Supplied data START

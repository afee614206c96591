use std::sync::Arc;
use std::time::Duration;
use tempfile::TempDir;

use design_archiver::archiver::{ArchiveConfig, Archiver, Credentials};
use design_archiver::report::FailureLog;
use design_archiver::shutdown::ShutdownCoordinator;

use crate::support::{noisy_png, single_frame_document, write_document, FakeApi, FakeTransfer};

#[tokio::test]
async fn shutdown_notifies_waiters() {
    let shutdown = ShutdownCoordinator::shared();
    let waiter = {
        let handle = shutdown.clone();
        tokio::spawn(async move {
            handle.wait_for_shutdown().await;
            true
        })
    };

    // Give the task time to start waiting
    tokio::time::sleep(Duration::from_millis(50)).await;
    shutdown.request_shutdown();

    let result = tokio::time::timeout(Duration::from_secs(1), waiter).await;
    assert!(result.is_ok());
}

/// Requesting shutdown before anyone waits must not be missed.
#[tokio::test]
async fn shutdown_requested_before_wait_no_deadlock() {
    let shutdown = ShutdownCoordinator::shared();
    shutdown.request_shutdown();

    let handle = shutdown.clone();
    let waiter = tokio::spawn(async move {
        handle.wait_for_shutdown().await;
        true
    });

    let result = tokio::time::timeout(Duration::from_secs(1), waiter).await;
    assert!(result.is_ok(), "wait_for_shutdown() deadlocked despite shutdown already requested");
}

#[tokio::test]
async fn shutdown_concurrent_waiters_all_notified() {
    let shutdown = ShutdownCoordinator::shared();

    let mut waiters = Vec::new();
    for _ in 0..10 {
        let handle = shutdown.clone();
        waiters.push(tokio::spawn(async move {
            handle.wait_for_shutdown().await;
        }));
    }

    tokio::time::sleep(Duration::from_millis(10)).await;
    shutdown.request_shutdown();

    for waiter in waiters {
        let result = tokio::time::timeout(Duration::from_secs(1), waiter).await;
        assert!(result.is_ok(), "A waiter was not notified of shutdown");
    }
}

#[tokio::test]
async fn backoff_sleep_is_cut_short() {
    let shutdown = ShutdownCoordinator::shared();
    let handle = shutdown.clone();
    let sleeper = tokio::spawn(async move { handle.sleep_or_shutdown(Duration::from_secs(60)).await });

    tokio::time::sleep(Duration::from_millis(20)).await;
    shutdown.request_shutdown();

    let completed = tokio::time::timeout(Duration::from_secs(1), sleeper)
        .await
        .expect("sleep was not interrupted")
        .unwrap();
    assert!(!completed);
}

#[tokio::test]
async fn run_after_shutdown_skips_documents_and_manifests() {
    let dir = TempDir::new().unwrap();
    let src = dir.path().join("files");
    std::fs::create_dir_all(&src).unwrap();
    write_document(&src, "A", &single_frame_document());
    write_document(&src, "B", &single_frame_document());

    let out = dir.path().join("archive");
    let shutdown = ShutdownCoordinator::shared();
    shutdown.request_shutdown();

    let api = Arc::new(FakeApi::new());
    let transfer = Arc::new(FakeTransfer::serving_png(noisy_png(8, 8)));
    let archiver = Archiver::new(
        ArchiveConfig::new(&src, &out),
        Credentials::parse("token").unwrap(),
        api.clone(),
        transfer.clone(),
        Arc::new(FailureLog::disabled()),
        shutdown,
    );

    let summary = archiver.run().await.unwrap();

    assert_eq!(summary.documents_skipped, 2);
    assert_eq!(summary.documents_archived, 0);
    assert_eq!(summary.manifests_written, 0);
    assert_eq!(api.render_calls(), 0);
    assert_eq!(transfer.calls(), 0);
}
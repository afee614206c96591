//! Pipeline configuration constants

use std::time::Duration;

/// Default number of documents processed concurrently
pub const DEFAULT_WORKERS: usize = 4;

/// Default number of render chunks in flight per document
pub const DEFAULT_FETCH_CONCURRENCY: usize = 4;

/// Default retry multiplier K; a chunk may fail K x concurrency times before it is dropped
pub const DEFAULT_RETRY_MULTIPLIER: u32 = 5;

/// Base rate-limit backoff in milliseconds.
pub const BASE_BACKOFF_MS: u64 = 2_000;

/// Backoff cap in milliseconds.
pub const MAX_BACKOFF_MS: u64 = 300_000;

/// Maximum encoded length of a render request URL
pub const DEFAULT_URL_BUDGET: usize = 4_000;

/// Downloads started together by the queue consumer
pub const DEFAULT_BATCH_SIZE: usize = 16;

/// Idle period after which the queue consumer gives up waiting
pub const DEFAULT_IDLE_TIMEOUT: Duration = Duration::from_secs(15 * 60);

/// Connect timeout for API and CDN requests
pub const CONNECT_TIMEOUT: Duration = Duration::from_secs(30);

/// Whole-request timeout for API and CDN requests
pub const REQUEST_TIMEOUT: Duration = Duration::from_secs(300);

/// Linear rate-limit backoff scaled by concurrency.
///
/// Retry `n` (0-based) waits `(n + 1) * base * concurrency`, capped at `max`.
/// Scaling by concurrency spreads concurrent chunks that were throttled
/// together.
pub fn calculate_backoff(
    retry_count: u32,
    base: Duration,
    concurrency: usize,
    max: Duration,
) -> Duration {
    let factor = (retry_count as u64 + 1).saturating_mul(concurrency.max(1) as u64);
    let delay_ms = (base.as_millis() as u64).saturating_mul(factor);
    Duration::from_millis(delay_ms).min(max)
}
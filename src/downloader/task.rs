//! Download task specifications.

use std::fmt;
use std::path::{Path, PathBuf};
use std::sync::Arc;

use crate::optimize::{OptimizeError, OptimizeOutcome};

/// Work run on a file after it has been written.
///
/// Runs on the blocking pool.
pub trait PostProcess: Send + Sync {
    /// Process the file at `path` in place
    fn process(&self, path: &Path) -> Result<OptimizeOutcome, OptimizeError>;
}

/// One asset to fetch
#[derive(Clone)]
pub struct DownloadTask {
    /// Document the asset belongs to
    pub file_key: String,
    /// Signed source URL
    pub url: String,
    /// Target path; the extension is replaced when inferring from content type
    pub destination: PathBuf,
    /// Pick the extension from the response content type
    pub infer_extension: bool,
    /// Optional in-place processing after the write
    pub post_process: Option<Arc<dyn PostProcess>>,
}

impl DownloadTask {
    /// Create a task writing `url` to `destination` as-is
    pub fn new(
        file_key: impl Into<String>,
        url: impl Into<String>,
        destination: impl Into<PathBuf>,
    ) -> Self {
        Self {
            file_key: file_key.into(),
            url: url.into(),
            destination: destination.into(),
            infer_extension: false,
            post_process: None,
        }
    }

    /// Choose the file extension from the response content type
    pub fn with_inferred_extension(mut self) -> Self {
        self.infer_extension = true;
        self
    }

    /// Run `post_process` after the file is written
    pub fn with_post_process(mut self, post_process: Arc<dyn PostProcess>) -> Self {
        self.post_process = Some(post_process);
        self
    }
}

impl fmt::Debug for DownloadTask {
    fn fmt(&self, f: &mut fmt::Formatter<'_>) -> fmt::Result {
        f.debug_struct("DownloadTask")
            .field("file_key", &self.file_key)
            .field("url", &self.url)
            .field("destination", &self.destination)
            .field("infer_extension", &self.infer_extension)
            .field("post_process", &self.post_process.is_some())
            .finish()
    }
}

/// Result of one task
#[derive(Debug, Clone, PartialEq)]
pub enum DownloadOutcome {
    /// File written
    Completed {
        /// Final path
        path: PathBuf,
        /// Bytes downloaded
        bytes: u64,
        /// Bytes removed by post-processing
        saved: u64,
    },
    /// URL rejected with 403; nothing written
    Expired,
    /// Transfer failed; nothing written
    Failed(String),
    /// Skipped because shutdown was requested
    Abandoned,
}

impl DownloadOutcome {
    /// Label used for metrics
    pub fn label(&self) -> &'static str {
        match self {
            DownloadOutcome::Completed { .. } => "completed",
            DownloadOutcome::Expired => "expired",
            DownloadOutcome::Failed(_) => "failed",
            DownloadOutcome::Abandoned => "abandoned",
        }
    }

    /// Whether the asset landed on disk
    pub fn is_completed(&self) -> bool {
        matches!(self, DownloadOutcome::Completed { .. })
    }
}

Supplied data END

- Exercise requirements: From the data, pick out every line that includes "chunks".

- Task output:
/// Default number of render chunks in flight per document
/// Scaling by concurrency spreads concurrent chunks that were throttled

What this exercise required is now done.